## HOW TO COMPLETE THIS TASK
Your output should be the entries below, exact in every detail.

## DATA
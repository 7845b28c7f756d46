//! External process capabilities for retimbre.
//!
//! Transcription, transcoding and synthesis are delegated to external
//! programs. Each is reached through the [`ExternalTool`] trait so callers
//! can substitute test doubles; [`CommandTool`] is the subprocess-backed
//! implementation.
//!
//! ```ignore
//! use retimbre_tools::{CommandTool, ExternalTool, Invocation, ToolCommand};
//!
//! let synth = CommandTool::new("synthesizer", ToolCommand::synthesizer());
//! let wav = synth.run(
//!     &Invocation::new("render.wav")
//!         .input("score", "score.mid")
//!         .input("soundbank", "bank.sf2"),
//! )?;
//! ```

pub mod error;
pub use error::{Error, Result};

mod tool;
pub use tool::{ExternalTool, Invocation};

mod command;
pub use command::{CommandTool, ToolCommand, DEFAULT_TIMEOUT_SECS};
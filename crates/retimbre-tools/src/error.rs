//! Error types for external tool invocation.

use std::path::PathBuf;
use thiserror::Error;

#[derive(Debug, Error)]
pub enum Error {
    /// Program not found on PATH or at the configured location
    #[error("Program not found: {program}")]
    ProgramNotFound { program: String },

    /// Failed to spawn the process
    #[error("Failed to spawn {program}: {source}")]
    SpawnFailed {
        program: String,
        #[source]
        source: std::io::Error,
    },

    /// Process did not finish in time and was killed
    #[error("{program} timed out after {timeout_secs:.1} seconds")]
    Timeout { program: String, timeout_secs: f64 },

    /// Process exited with non-zero status
    #[error("{program} exited with status {exit_code}: {stderr}")]
    ProcessFailed {
        program: String,
        exit_code: i32,
        stderr: String,
    },

    /// Process succeeded but left no usable output
    #[error("Expected output file missing or empty: {}", .path.display())]
    MissingArtifact { path: PathBuf },

    /// Argument template names an input the invocation does not bind
    #[error("Unbound placeholder {{{name}}} in argument template")]
    UnboundPlaceholder { name: String },

    /// Command has no program configured
    #[error("No program configured for {tool}")]
    NotConfigured { tool: String },

    /// IO error during file operations
    #[error("IO error: {0}")]
    Io(#[from] std::io::Error),
}

impl Error {
    pub fn process_failed(
        program: impl Into<String>,
        exit_code: i32,
        stderr: impl Into<String>,
    ) -> Self {
        Self::ProcessFailed {
            program: program.into(),
            exit_code,
            stderr: stderr.into(),
        }
    }
}

pub type Result<T> = std::result::Result<T, Error>;
//! # retimbre - Re-orchestrate a recording for another instrument
//!
//! A recording is transcribed to a MIDI score, the score is rewritten so
//! every melodic channel plays one instrument, and the result is rendered
//! back to audio and trimmed to the recording's length.
//!
//! ## Architecture
//!
//! retimbre is an umbrella crate that coordinates:
//! - **retimbre-score** - Score model, instrument catalog, rewriting
//! - **retimbre-audio** - WAV I/O, trimming, transposition, concatenation
//! - **retimbre-tools** - External transcoder, transcriber and synthesizer
//!
//! This crate adds the on-disk [`Workspace`], its configuration and the
//! [`Session`] that runs pipeline requests against it.
//!
//! ## Quick Start
//!
//! ```ignore
//! use retimbre::prelude::*;
//!
//! let config = Config::load(Path::new("retimbre.toml"))?;
//! let session = Session::open(&config)?;
//!
//! session.ingest(Path::new("take.mp3"))?;
//! session.render("violin")?;
//! session.transpose(-5)?;
//! ```

/// Re-export of retimbre-score for direct access
pub use retimbre_score as score;

/// Re-export of retimbre-audio for direct access
pub use retimbre_audio as audio;

/// Re-export of retimbre-tools for direct access
pub use retimbre_tools as tools;

pub use retimbre_audio::AudioBuffer;
pub use retimbre_score::{Instrument, Score};
pub use retimbre_tools::{CommandTool, ExternalTool, Invocation, ToolCommand};

pub mod error;
pub use error::{Error, ErrorKind, Result, Stage};

mod config;
pub use config::{Config, ToolsConfig};

mod workspace;
pub use workspace::{Slot, Workspace};

pub mod synthesis;

mod session;
pub use session::{
    parse_steps, ConcatReport, IngestReport, RenderReport, Session, Tools, TransposeReport,
};

/// Convenience prelude for common imports
pub mod prelude {
    pub use crate::{Config, Error, ErrorKind, Result, Session, Slot, Workspace};

    pub use crate::audio::{AudioBuffer, BitDepth, FftSize, ResampleQuality};
    pub use crate::score::Instrument;
    pub use crate::tools::{ExternalTool, Invocation, ToolCommand};

    pub use std::path::Path;
}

## RESPONSE
repository 7845b28c7f756d46
//! External process capabilities for retimbre.
//!
//! Transcription, transcoding and synthesis are delegated to external
//! programs. Each is reached through the [`ExternalTool`] trait so callers
//! can substitute test doubles; [`CommandTool`] is the subprocess-backed
//! implementation.
//!
//! ```ignore
//! use retimbre_tools::{CommandTool, ExternalTool, Invocation, ToolCommand};
//!
//! let synth = CommandTool::new("synthesizer", ToolCommand::synthesizer());
//! let wav = synth.run(
//!     &Invocation::new("render.wav")
//!         .input("score", "score.mid")
//!         .input("soundbank", "bank.sf2"),
//! )?;
//! ```

pub mod error;
pub use error::{Error, Result};

mod tool;
pub use tool::{ExternalTool, Invocation};

mod command;
pub use command::{CommandTool, ToolCommand, DEFAULT_TIMEOUT_SECS};
filename crates/retimbre-tools/src/error.rs
//! Error types for external tool invocation.

use std::path::PathBuf;
use thiserror::Error;

#[derive(Debug, Error)]
pub enum Error {
    /// Program not found on PATH or at the configured location
    #[error("Program not found: {program}")]
    ProgramNotFound { program: String },

    /// Failed to spawn the process
    #[error("Failed to spawn {program}: {source}")]
    SpawnFailed {
        program: String,
        #[source]
        source: std::io::Error,
    },

    /// Process did not finish in time and was killed
    #[error("{program} timed out after {timeout_secs:.1} seconds")]
    Timeout { program: String, timeout_secs: f64 },

    /// Process exited with non-zero status
    #[error("{program} exited with status {exit_code}: {stderr}")]
    ProcessFailed {
        program: String,
        exit_code: i32,
        stderr: String,
    },

    /// Process succeeded but left no usable output
    #[error("Expected output file missing or empty: {}", .path.display())]
    MissingArtifact { path: PathBuf },

    /// Argument template names an input the invocation does not bind
    #[error("Unbound placeholder {{{name}}} in argument template")]
    UnboundPlaceholder { name: String },

    /// Command has no program configured
    #[error("No program configured for {tool}")]
    NotConfigured { tool: String },

    /// IO error during file operations
    #[error("IO error: {0}")]
    Io(#[from] std::io::Error),
}

impl Error {
    pub fn process_failed(
        program: impl Into<String>,
        exit_code: i32,
        stderr: impl Into<String>,
    ) -> Self {
        Self::ProcessFailed {
            program: program.into(),
            exit_code,
            stderr: stderr.into(),
        }
    }
}

pub type Result<T> = std::result::Result<T, Error>;
//! # retimbre - Re-orchestrate a recording for another instrument
//!
//! A recording is transcribed to a MIDI score, the score is rewritten so
//! every melodic channel plays one instrument, and the result is rendered
//! back to audio and trimmed to the recording's length.
//!
//! ## Architecture
//!
//! retimbre is an umbrella crate that coordinates:
//! - **retimbre-score** - Score model, instrument catalog, rewriting
//! - **retimbre-audio** - WAV I/O, trimming, transposition, concatenation
//! - **retimbre-tools** - External transcoder, transcriber and synthesizer
//!
//! This crate adds the on-disk [`Workspace`], its configuration and the
//! [`Session`] that runs pipeline requests against it.
//!
//! ## Quick Start
//!
//! ```ignore
//! use retimbre::prelude::*;
//!
//! let config = Config::load(Path::new("retimbre.toml"))?;
//! let session = Session::open(&config)?;
//!
//! session.ingest(Path::new("take.mp3"))?;
//! session.render("violin")?;
//! session.transpose(-5)?;
//! ```

/// Re-export of retimbre-score for direct access
pub use retimbre_score as score;

/// Re-export of retimbre-audio for direct access
pub use retimbre_audio as audio;

/// Re-export of retimbre-tools for direct access
pub use retimbre_tools as tools;

pub use retimbre_audio::AudioBuffer;
pub use retimbre_score::{Instrument, Score};
pub use retimbre_tools::{CommandTool, ExternalTool, Invocation, ToolCommand};

pub mod error;
pub use error::{Error, ErrorKind, Result, Stage};

mod config;
pub use config::{Config, ToolsConfig};

mod workspace;
pub use workspace::{Slot, Workspace};

pub mod synthesis;

mod session;
pub use session::{
    parse_steps, ConcatReport, IngestReport, RenderReport, Session, Tools, TransposeReport,
};

/// Convenience prelude for common imports
pub mod prelude {
    pub use crate::{Config, Error, ErrorKind, Result, Session, Slot, Workspace};

    pub use crate::audio::{AudioBuffer, BitDepth, FftSize, ResampleQuality};
    pub use crate::score::Instrument;
    pub use crate::tools::{ExternalTool, Invocation, ToolCommand};

    pub use std::path::Path;
}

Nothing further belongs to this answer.